In this post, I wished to talk about the research work I’ve completed during the first year of my master’s degrees.

 

          That work was called « Psychotic transference and countertransference in the dual relationship between a psychologist and his patient ». The point was to understand the psychical movements at work in the patient as well as in the psychologist.

         As a reminder, the “transference” stand for the unconscious elements that a patient feels towards the psychologist during the course of treatment (actualization of infantile desires). This concept was introduced by Freud (1911) while he was treating a hysterical patient. Back then, it was thought that psychotic people were unable to transfer because they were the only object of their love. Only a couple of years later – with the President Schreber’s case – did Freud admit the possibility of a transference in psychotic patients, however in a different form.

 

First the Theory…

 

          Indeed, there is an observable return of the early functioning in the psychotic transference : the subject regress to the first primitive states (first months of living). Primary mechanisms are at stake : Cleavage, denial, projection, introjection. The relationship with the psychologist is ambivalent cause he is both the object of love and the object of hatred. The projective identification (introduce by Klein in 1939) is massively at work herse : the psychotic project cleaved parts of his ego toward the psychologist and introject elements of the psychologist (introjective identification). All of these elements refer to the symbiotic relation between the mother and the baby (as described by Searles) in the early months of life, where they are confused, undifferentiated. This symbioses is a necessary step for the baby to grow and mature, thus, it is also a necessary step for the psychotic regressed ego to mature.

          The countertransference, however, is the unconscious response of the psychologist facing the transference of the patient. With the psychotic subject, the psychologist is going to feel aggressivity, desire, dependency, depersonalisation, persecution, confusion… all of which linked to the psychotic affects. The term “psychotic transference” (Searles, 1977) is used to describe the state of madness in which the psychologist is stuck while facing a psychotic patient : a madness for two.

 

…Then the Clinical and Analysis part

 

          To work on the subject of transference and countertransference, I used the case of a psychotic patient. He was hospitalized in a psychiatric department in a major hospital in Western France. I have met with the patient thirty minutes every week for seven months. Thanks to this case, I studied transferential dynamics at work in a psychotic patient within three axes.

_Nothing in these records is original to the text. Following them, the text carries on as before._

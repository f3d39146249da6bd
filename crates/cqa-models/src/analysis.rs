//! Continuity analysis data models.
//!
//! These are the wire types of `POST /api/analyze`. Field names are
//! camelCase on the wire to match what the dashboard consumes.

use schemars::JsonSchema;
use serde::{Deserialize, Serialize};

/// Multipart field name under which frames are uploaded.
pub const FRAMES_FIELD: &str = "frames";

/// Kind of discontinuity reported by the scorer.
#[derive(Debug, Clone, Copy, PartialEq, Eq, Hash, Serialize, Deserialize, JsonSchema)]
#[serde(rename_all = "snake_case")]
pub enum IssueType {
    /// Similarity between two adjacent frames dropped well below the sequence average
    VisualJump,
}

impl IssueType {
    pub fn as_str(&self) -> &'static str {
        match self {
            Self::VisualJump => "visual_jump",
        }
    }
}

/// A discontinuity between two adjacent frames.
#[derive(Debug, Clone, PartialEq, Serialize, Deserialize, JsonSchema)]
#[serde(rename_all = "camelCase")]
pub struct Issue {
    /// Adjacent frame numbers (1-based)
    pub frame_pair: [usize; 2],

    /// Issue kind
    #[serde(rename = "type")]
    pub issue_type: IssueType,

    /// Human-readable description
    pub description: String,

    /// Similarity value that triggered the issue
    pub similarity: f64,
}

impl Issue {
    /// Create a visual jump issue for the pair at 0-based similarity index `idx`.
    pub fn visual_jump(idx: usize, description: impl Into<String>, similarity: f64) -> Self {
        Self {
            frame_pair: [idx + 1, idx + 2],
            issue_type: IssueType::VisualJump,
            description: description.into(),
            similarity,
        }
    }
}

/// Aggregate output of a continuity analysis.
#[derive(Debug, Clone, PartialEq, Serialize, Deserialize, JsonSchema)]
#[serde(rename_all = "camelCase")]
pub struct AnalysisResult {
    /// Overall continuity score (0-100)
    pub continuity_score: u8,

    /// Similarity of each adjacent pair; entry `i` compares frames `i` and `i + 1`
    pub similarities: Vec<f64>,

    /// Detected issues in ascending frame-pair order
    pub issues: Vec<Issue>,
}

impl AnalysisResult {
    /// Result for sequences too short to compare (fewer than two frames).
    pub fn perfect() -> Self {
        Self {
            continuity_score: 100,
            similarities: Vec::new(),
            issues: Vec::new(),
        }
    }
}

impl Default for AnalysisResult {
    fn default() -> Self {
        Self::perfect()
    }
}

          The first one is about the return of archaic process in the transference. Indeed, interacting with the patient, there were clears signs of a symbiotic functioning between the psychotic subject and the healthcare team. We were able to see to what extent a psychotic subject can be dependant; the subject needs the resources of a non-psychotic Ego to develop her immature Ego. The second axis brings to light how a psychologist incarnate a parental figure. The psychologist IS the projected parental figure that the patient decided he was beforehand. By roleplaying the relation he had toward his mother, the patient made me adopt the attitude of his mother. By the way, the subject reiterate his identifications to his parents by identifying to his psychologist. It allows him to mature her Ego. Finally, the third axis questions the countertransference felt by the psychologist in his relationship with a psychotic subject. Rouzel (2013) states that “Contrarily to what some people says to get rid of it, transference in psychoses is massive, demanding and a factor of confusion.” (p.117). Indeed, with the patient, my counter-transferential capacities were, at first, flabbergasted, then my whole way of reasoning became confused. The massive psychotic transfer may alter the psychologist capacity to endure a countertransference, because he is trying to defend himself against it to try not to become insane, or because he doesn’t let himself be manipulated by the patient. Once in the “psychotic transference’, the psychologist feels the psychotic experience undergone by the patient, as it was projected in the psychologist by the “psychotic transference”. He experience archaic feelings. Here, it was hatred mixed with an important confusion (identity, psychological, verbal, special, in time…).

 

Freud, S. (1911). Cinq psychanalyses. Paris : PUF.

Klein, M. (1939). The origins of transference. International Journal of Psycho-Analysis, 33, 433-438.

Rouzel, J. (2013). La prise en compte des psychoses dans le travail Educatif. Toulouse : Eres.

Searles, H. (1977). L’effort pour rendre l’autre fou. Paris : Gallimard.